A Little About the Firstborn

Updated Winter/2012
Our daughter Aliza was born on a Monday morning, in January of 2003.  We went in to the hospital to be induced at about 6:30 a.m. and by 9:30, we were parents.  I had told our next door neighbor, who was outside with her dog at that wee hour of the morning as we were leaving, that I was going to kid my doctor that I wanted to be all done with this birthing business by noon.  God must have decided that sounded like a good plan.

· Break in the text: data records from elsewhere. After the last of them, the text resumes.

//! Archetypes - unique combinations of component types and their chunks.
//!
//! Type order inside an archetype is canonical: the entity column first, then
//! by stable hash. Because layout depends only on that order and the types'
//! chunk strides, the same archetype has the same chunk layout in every world.

use std::fmt;

use smallvec::SmallVec;

use crate::{
    EcsError, EcsResult,
    chunk::{Chunk, ColumnLayout, compute_layout},
    component::{ComponentId, ComponentKind, ComponentRegistry, StableTypeHash},
};

/// Unique identifier for an archetype within one world.
#[derive(Clone, Copy, PartialEq, Eq, Hash, PartialOrd, Ord)]
pub struct ArchetypeId(u32);

impl ArchetypeId {
    /// Create an archetype ID from a raw value.
    #[must_use]
    pub const fn from_raw(id: u32) -> Self {
        Self(id)
    }

    /// Get the raw ID value.
    #[must_use]
    pub const fn as_raw(self) -> u32 {
        self.0
    }
}

impl fmt::Debug for ArchetypeId {
    fn fmt(&self, f: &mut fmt::Formatter<'_>) -> fmt::Result {
        write!(f, "ArchetypeId({})", self.0)
    }
}

/// One member type of an archetype.
///
/// A chunk component is stored once per chunk, on the chunk's meta entity,
/// rather than per entity.
#[derive(Clone, Copy, Debug, PartialEq, Eq, Hash)]
pub struct ArchetypeType {
    pub component: ComponentId,
    pub chunk_component: bool,
}

impl ArchetypeType {
    #[must_use]
    pub const fn new(component: ComponentId) -> Self {
        Self {
            component,
            chunk_component: false,
        }
    }

    #[must_use]
    pub const fn chunk(component: ComponentId) -> Self {
        Self {
            component,
            chunk_component: true,
        }
    }
}

/// Per-type layout information of an archetype.
#[derive(Clone, Copy, Debug)]
pub struct ArchetypeColumn {
    pub kind: ComponentKind,
    /// Size of one value or buffer element.
    pub element_size: u32,
    /// Placement in chunk memory; `None` for types stored elsewhere.
    pub layout: Option<ColumnLayout>,
}

/// Sort types into canonical order and reject malformed sets.
pub(crate) fn canonicalize(
    types: &[ArchetypeType],
    registry: &ComponentRegistry,
) -> EcsResult<SmallVec<[ArchetypeType; 8]>> {
    let mut keys = Vec::with_capacity(types.len());
    for ty in types {
        let info = registry.info(ty.component)?;
        keys.push((ty.component != ComponentId::ENTITY, info.stable_hash(), ty.chunk_component));
    }
    let mut order: Vec<usize> = (0..types.len()).collect();
    order.sort_by_key(|&i| keys[i]);
    let mut sorted: SmallVec<[ArchetypeType; 8]> = order.iter().map(|&i| types[i]).collect();
    sorted.dedup();

    if sorted.first() != Some(&ArchetypeType::new(ComponentId::ENTITY)) {
        return Err(EcsError::InvalidArchetype("the entity column must be present"));
    }
    for pair in sorted.windows(2) {
        if pair[0].component == pair[1].component {
            return Err(EcsError::InvalidArchetype(
                "a type cannot be both a chunk component and a regular component",
            ));
        }
    }
    for ty in sorted.iter().filter(|ty| ty.chunk_component) {
        let info = registry.info(ty.component)?;
        if info.kind() != ComponentKind::Data || ty.component == ComponentId::CHUNK_LINK {
            return Err(EcsError::InvalidArchetype(
                "chunk components must be plain data",
            ));
        }
    }
    Ok(sorted)
}

/// A set of entities sharing one component layout, stored in chunks.
pub struct Archetype {
    id: ArchetypeId,
    types: SmallVec<[ArchetypeType; 8]>,
    columns: SmallVec<[ArchetypeColumn; 8]>,
    hash: StableTypeHash,
    capacity: usize,
    /// Type positions of shared types, in order.
    shared: SmallVec<[usize; 2]>,
    /// Type positions of enableable in-chunk types, in order.
    enableable: SmallVec<[usize; 2]>,
    meta: Option<ArchetypeId>,
    pub(crate) chunks: Vec<Chunk>,
    pub(crate) entity_count: u32,
}

impl Archetype {
    /// Build an archetype from canonical types.
    pub(crate) fn new(
        id: ArchetypeId,
        types: SmallVec<[ArchetypeType; 8]>,
        registry: &ComponentRegistry,
        meta: Option<ArchetypeId>,
    ) -> EcsResult<Self> {
        let mut strides = SmallVec::<[Option<usize>; 8]>::new();
        let mut hash = StableTypeHash::of_name("archetype");
        let mut shared = SmallVec::new();
        let mut enableable = SmallVec::new();

        for (pos, ty) in types.iter().enumerate() {
            let info = registry.info(ty.component)?;
            hash = hash
                .combine(info.stable_hash().0)
                .combine(u64::from(ty.chunk_component));

            let in_chunk = info.kind().in_chunk() && !ty.chunk_component;
            strides.push(in_chunk.then(|| info.chunk_stride()));
            if info.kind().is_shared() && !ty.chunk_component {
                shared.push(pos);
            }
            if in_chunk && info.is_enableable() {
                enableable.push(pos);
            }
        }

        let (capacity, layouts) = compute_layout(&strides)?;
        let columns = types
            .iter()
            .zip(layouts)
            .map(|(ty, layout)| {
                let info = registry.info(ty.component)?;
                Ok(ArchetypeColumn {
                    kind: info.kind(),
                    element_size: info.size() as u32,
                    layout,
                })
            })
            .collect::<EcsResult<_>>()?;

        Ok(Self {
            id,
            types,
            columns,
            hash,
            capacity,
            shared,
            enableable,
            meta,
            chunks: Vec::new(),
            entity_count: 0,
        })
    }

    /// Get the archetype ID.
    #[must_use]
    pub const fn id(&self) -> ArchetypeId {
        self.id
    }

    /// Member types in canonical order.
    #[must_use]
    pub fn types(&self) -> &[ArchetypeType] {
        &self.types
    }

    /// Per-type layout, parallel to [`Self::types`].
    #[must_use]
    pub fn columns(&self) -> &[ArchetypeColumn] {
        &self.columns
    }

    /// Content hash over the member types; stable across worlds.
    #[must_use]
    pub const fn stable_hash(&self) -> StableTypeHash {
        self.hash
    }

    /// Rows per chunk.
    #[must_use]
    pub const fn chunk_capacity(&self) -> usize {
        self.capacity
    }

    /// Position of a regular (non chunk) member type.
    #[must_use]
    pub fn position(&self, component: ComponentId) -> Option<usize> {
        self.types
            .iter()
            .position(|ty| ty.component == component && !ty.chunk_component)
    }

    /// Check if this archetype contains a regular member type.
    #[must_use]
    pub fn contains(&self, component: ComponentId) -> bool {
        self.position(component).is_some()
    }

    /// Chunk memory placement of a member type.
    #[must_use]
    pub fn column(&self, component: ComponentId) -> Option<(usize, ColumnLayout)> {
        let pos = self.position(component)?;
        Some((pos, self.columns[pos].layout?))
    }

    /// Type positions of shared types; a chunk's shared indices follow this order.
    #[must_use]
    pub fn shared_types(&self) -> &[usize] {
        &self.shared
    }

    /// Index into a chunk's shared indices for `component`.
    #[must_use]
    pub fn shared_slot(&self, component: ComponentId) -> Option<usize> {
        let pos = self.position(component)?;
        self.shared.iter().position(|&p| p == pos)
    }

    /// Type positions of enableable types; a chunk's enable bits follow this order.
    #[must_use]
    pub fn enableable_types(&self) -> &[usize] {
        &self.enableable
    }

    /// Index into a chunk's enable-bit groups for `component`.
    #[must_use]
    pub fn enable_slot(&self, component: ComponentId) -> Option<usize> {
        let pos = self.position(component)?;
        self.enableable.iter().position(|&p| p == pos)
    }

    /// Archetype of this archetype's meta entities, if it has chunk components.
    #[must_use]
    pub const fn meta_archetype(&self) -> Option<ArchetypeId> {
        self.meta
    }

    /// Chunks in list order.
    #[must_use]
    pub fn chunks(&self) -> &[Chunk] {
        &self.chunks
    }

    /// Number of entities across all chunks.
    #[must_use]
    pub const fn entity_count(&self) -> u32 {
        self.entity_count
    }

    /// Check if the archetype has no entities.
    #[must_use]
    pub const fn is_empty(&self) -> bool {
        self.entity_count == 0
    }
}

impl fmt::Debug for Archetype {
    fn fmt(&self, f: &mut fmt::Formatter<'_>) -> fmt::Result {
        f.debug_struct("Archetype")
            .field("id", &self.id)
            .field("types", &self.types)
            .field("capacity", &self.capacity)
            .field("chunks", &self.chunks.len())
            .field("entities", &self.entity_count)
            .finish()
    }
}

#[cfg(test)]
mod tests {
    use bytemuck::{Pod, Zeroable};

    use super::*;
    use crate::{Component, TypeDescriptor};

    #[derive(Clone, Copy, Pod, Zeroable)]
    #[repr(C)]
    struct Health(u32);

    impl Component for Health {
        const NAME: &'static str = "tests::Health";
        fn describe(d: TypeDescriptor) -> TypeDescriptor {
            d.enableable()
        }
    }

    #[derive(Clone, Copy, Pod, Zeroable)]
    #[repr(C)]
    struct Team(u32);

    impl Component for Team {
        const NAME: &'static str = "tests::Team";
        const KIND: ComponentKind = ComponentKind::Shared;
    }

    fn registry() -> (ComponentRegistry, ComponentId, ComponentId) {
        let mut registry = ComponentRegistry::new();
        let health = registry.register::<Health>().unwrap();
        let team = registry.register::<Team>().unwrap();
        (registry, health, team)
    }

    #[test]
    fn test_canonical_order() {
        let (registry, health, team) = registry();
        let a = canonicalize(
            &[
                ArchetypeType::new(team),
                ArchetypeType::new(health),
                ArchetypeType::new(ComponentId::ENTITY),
            ],
            &registry,
        )
        .unwrap();
        let b = canonicalize(
            &[
                ArchetypeType::new(ComponentId::ENTITY),
                ArchetypeType::new(health),
                ArchetypeType::new(team),
                ArchetypeType::new(health),
            ],
            &registry,
        )
        .unwrap();
        assert_eq!(a, b);
        assert_eq!(a.len(), 3);
        assert_eq!(a[0].component, ComponentId::ENTITY);
    }

    #[test]
    fn test_entity_column_required() {
        let (registry, health, _) = registry();
        assert!(canonicalize(&[ArchetypeType::new(health)], &registry).is_err());
    }

    #[test]
    fn test_slots() {
        let (registry, health, team) = registry();
        let types = canonicalize(
            &[
                ArchetypeType::new(ComponentId::ENTITY),
                ArchetypeType::new(health),
                ArchetypeType::new(team),
            ],
            &registry,
        )
        .unwrap();
        let archetype = Archetype::new(ArchetypeId::from_raw(0), types, &registry, None).unwrap();

        assert_eq!(archetype.shared_slot(team), Some(0));
        assert_eq!(archetype.enable_slot(health), Some(0));
        assert!(archetype.column(team).is_none());
        assert!(archetype.column(health).is_some());
        assert_eq!(archetype.chunk_capacity(), crate::MAX_ENTITIES_PER_CHUNK);
    }
}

I knew nothing about her arrival in this world because I was unconscious during the c-section, and due to the emergency situation of it all, Mark had to wait out in the hallway and pace as if he were becoming a father in 1954.  But he and my mom got to see her within a few minutes of her birth, witness her first bath, and hold her in the nursery.

Anyway, she was born, and while I was still unconscious and couldn't put my 2 cents in, her daddy named her Aliza Jewel (I'm just kidding-- we had decided on that name for a girl, weeks beforehand).  She was named, bathed and 3 hours old by the first time I saw her.  I remember her wide, bluish gray eyes looking up at me so curiously, and her little rosebud mouth so pouty and cute, and I knew immediately she and I would understand each other.

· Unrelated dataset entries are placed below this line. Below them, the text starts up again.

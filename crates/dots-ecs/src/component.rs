//! Component type registration and metadata.
//!
//! Every component type is described by a [`TypeDescriptor`]: its stable
//! 64-bit hash, storage kind, size, and the byte offsets of fields that hold
//! runtime-only values (entities, blob asset references, weak asset
//! references). The descriptor is the only thing the persistence layer knows
//! about a type, so layouts never depend on runtime reflection.

use std::{any::TypeId, fmt, mem};

use bitflags::bitflags;
use bytemuck::Pod;
use hashbrown::HashMap;
use smallvec::SmallVec;

use crate::{
    EcsError, EcsResult,
    blob::BlobAssetReference,
    chunk::{BUFFER_HEADER_SIZE, ChunkLink},
    entity::Entity,
    managed::{ManagedComponent, ManagedObject},
    object::{ObjectError, ObjectReader, WeakAssetRef},
};

/// Unique identifier for a component type within one registry.
#[derive(Clone, Copy, PartialEq, Eq, Hash, PartialOrd, Ord)]
pub struct ComponentId(u32);

impl ComponentId {
    /// The built-in entity column present in every archetype.
    pub const ENTITY: Self = Self(0);
    /// The built-in component linking a meta entity to its chunk.
    pub const CHUNK_LINK: Self = Self(1);

    /// Create a component ID from a raw value.
    #[must_use]
    pub const fn from_raw(id: u32) -> Self {
        Self(id)
    }

    /// Get the raw ID value.
    #[must_use]
    pub const fn as_raw(self) -> u32 {
        self.0
    }
}

impl fmt::Debug for ComponentId {
    fn fmt(&self, f: &mut fmt::Formatter<'_>) -> fmt::Result {
        write!(f, "ComponentId({})", self.0)
    }
}

/// Hash identifying a component type across processes and builds.
///
/// FNV-1a over the type's registered name.
#[derive(Clone, Copy, PartialEq, Eq, Hash, PartialOrd, Ord, Default)]
pub struct StableTypeHash(pub u64);

const FNV_OFFSET: u64 = 0xcbf2_9ce4_8422_2325;
const FNV_PRIME: u64 = 0x0000_0100_0000_01b3;

impl StableTypeHash {
    /// Hash a type name.
    #[must_use]
    pub const fn of_name(name: &str) -> Self {
        Self(fnv1a_continue(FNV_OFFSET, name.as_bytes()))
    }

    /// Fold another hash into this one, order-sensitive.
    #[must_use]
    pub const fn combine(self, other: u64) -> Self {
        Self(fnv1a_continue(self.0, &other.to_le_bytes()))
    }
}

impl fmt::Debug for StableTypeHash {
    fn fmt(&self, f: &mut fmt::Formatter<'_>) -> fmt::Result {
        write!(f, "StableTypeHash({:#018x})", self.0)
    }
}

impl fmt::Display for StableTypeHash {
    fn fmt(&self, f: &mut fmt::Formatter<'_>) -> fmt::Result {
        write!(f, "{:#018x}", self.0)
    }
}

/// FNV-1a 64 over `bytes`.
#[must_use]
pub const fn fnv1a64(bytes: &[u8]) -> u64 {
    fnv1a_continue(FNV_OFFSET, bytes)
}

const fn fnv1a_continue(mut hash: u64, bytes: &[u8]) -> u64 {
    let mut i = 0;
    while i < bytes.len() {
        hash ^= bytes[i] as u64;
        hash = hash.wrapping_mul(FNV_PRIME);
        i += 1;
    }
    hash
}

bitflags! {
    /// Behavioural flags attached to a component type.
    #[derive(Clone, Copy, Debug, PartialEq, Eq, Hash, Default)]
    pub struct TypeFlags: u32 {
        /// Component carries a per-entity enable bit.
        const ENABLEABLE = 1 << 0;
        /// Runtime bookkeeping that is never persisted.
        const TRANSIENT = 1 << 1;
        /// Contains a raw native pointer; cannot be serialized.
        const NATIVE_POINTER = 1 << 2;
        /// Shared component explicitly allowed to carry entity references.
        const ALLOW_ENTITY_SERIALIZATION = 1 << 3;
        /// In-chunk slot whose contents are rebuilt on load.
        const CHUNK_LINK = 1 << 4;
    }
}
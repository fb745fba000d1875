use crate::utils::error::{Result, SeedError};
use url::Url;

pub trait Validate {
    fn validate(&self) -> Result<()>;
}

fn invalid(field_name: &str, value: impl ToString, reason: impl Into<String>) -> SeedError {
    SeedError::InvalidConfigValueError {
        field: field_name.to_string(),
        value: value.to_string(),
        reason: reason.into(),
    }
}

/// Only absolute http(s) URLs can serve as the base of the bulk endpoints.
pub fn validate_url(field_name: &str, url_str: &str) -> Result<()> {
    if url_str.is_empty() {
        return Err(invalid(field_name, url_str, "URL cannot be empty"));
    }

    let url = Url::parse(url_str)
        .map_err(|e| invalid(field_name, url_str, format!("Invalid URL format: {}", e)))?;
    match url.scheme() {
        "http" | "https" => Ok(()),
        scheme => Err(invalid(
            field_name,
            url_str,
            format!("Unsupported URL scheme: {}", scheme),
        )),
    }
}

pub fn validate_path(field_name: &str, path: &str) -> Result<()> {
    let reason = if path.is_empty() {
        "Path cannot be empty"
    } else if path.contains('\0') {
        "Path contains null bytes"
    } else {
        return Ok(());
    };
    Err(invalid(field_name, path, reason))
}

pub fn validate_range<T: PartialOrd + std::fmt::Display + Copy>(
    field_name: &str,
    value: T,
    min: T,
    max: T,
) -> Result<()> {
    if value < min || value > max {
        return Err(invalid(
            field_name,
            value,
            format!("Value must be between {} and {}", min, max),
        ));
    }
    Ok(())
}
use clap::Parser;
use geo_seed::core::runner;
use geo_seed::utils::logger;
use geo_seed::{CliConfig, SeedError};

fn exit_with(e: &SeedError) -> ! {
    tracing::error!(
        "❌ Seeding failed: {} (Category: {:?}, Severity: {:?})",
        e,
        e.category(),
        e.severity()
    );
    eprintln!("❌ {}", e.user_friendly_message());
    eprintln!("💡 {}", e.recovery_suggestion());
    std::process::exit(e.exit_code());
}

#[tokio::main(flavor = "current_thread")]
async fn main() -> anyhow::Result<()> {
    let cli = CliConfig::parse();

    logger::init_cli_logger(cli.verbose);
    tracing::info!("Starting geo-seed");

    let settings = match cli.resolve() {
        Ok(settings) => settings,
        Err(e) => exit_with(&e),
    };
    tracing::debug!("Settings: {:?}", settings);

    if settings.dry_run {
        let planned = runner::plan(&settings).await.unwrap_or_else(|e| exit_with(&e));
        tracing::info!("🔍 Dry run complete: {} categories would be posted", planned.len());
        return Ok(());
    }

    let report = runner::seed(&settings).await.unwrap_or_else(|e| exit_with(&e));
    tracing::debug!("Report: {:?}", report);

    Ok(())
}
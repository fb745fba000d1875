pub mod runner;
pub mod seeder;
use crate::domain::model::SeedDocument;
use crate::utils::error::{Result, SeedError};
use std::path::PathBuf;

/// Seed document stored on the local filesystem.
#[derive(Debug, Clone)]
pub struct LocalSeedFile {
    path: PathBuf,
}

impl LocalSeedFile {
    pub fn new(path: impl Into<PathBuf>) -> Self {
        Self { path: path.into() }
    }

    pub async fn load(&self) -> Result<SeedDocument> {
        let display = self.path.display().to_string();
        let data = tokio::fs::read(&self.path)
            .await
            .map_err(|source| SeedError::IoError {
                path: display.clone(),
                source,
            })?;

        parse_seed(&data).map_err(|source| SeedError::ParseError {
            path: display,
            source,
        })
    }
}

/// The top level has to be a JSON object; serde would otherwise accept a
/// three-element array as a struct.
fn parse_seed(data: &[u8]) -> std::result::Result<SeedDocument, serde_json::Error> {
    let value: serde_json::Value = serde_json::from_slice(data)?;
    if !value.is_object() {
        return Err(serde::de::Error::custom(
            "seed document must be a JSON object",
        ));
    }
    serde_json::from_value(value)
}
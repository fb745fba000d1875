use crate::domain::model::BulkResponse;
use crate::utils::error::Result;
use async_trait::async_trait;
use serde_json::Value;

/// Transport for bulk-create calls. Implementations send and report; they do
/// not judge the status code.
#[async_trait]
pub trait BulkSink: Send + Sync {
    /// Absolute URL for a bulk path such as `/countries/bulk`.
    fn endpoint(&self, path: &str) -> String;

    async fn send(&self, path: &str, records: &[Value]) -> Result<BulkResponse>;
}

I think most babies either look surprised, confused, or angry during their first few weeks.  Entry into this world must bring on extreme emotions.

Aliza was one infant who constantly had a look of surprised glee on her face.

True to her name, which is Hebrew for "joyful", she was a happy, bubbly, social little girl.  She was smiling at us at 6 weeks, and sleeping through the night at 2 months, and this was of course due to our skillful, brilliant parenting.  We just knew we had done something right with this girl.


I remember at her 1-year well baby check up, Aliza was playing peek-a-boo with me.  She was holding a blanket up over her face, then lowering it and saying "pee-boo!"  She had a 75 word vocabulary by 18 months of age; I know because I wrote them down and saved it in her baby book.  By age 2 she and I were having conversations.  Verbally she has always been ahead of the curve, and developmentally she was right on track in every area.


When she was about 20 months old and we told her she was going to have two baby brothers, she said very matter-of-factly, "one, two."  That was fine with her, she understood what two was, and at 20 months old she was far too busy to talk to us about it any more than that.

She was so wonderful, we decided we had to have another one just like her. You can read how that worked out on the next tab.


Today she is 9, going on about 14, an avid dancer and basketball player, and addicted to her new iPod Touch.  She is a wonderful big sister to her special needs brothers.  She is more caring and empathetic than a lot of kids her age.  I'm so grateful to have her, and I struggle constantly not to spoil her.  She is such a blessing!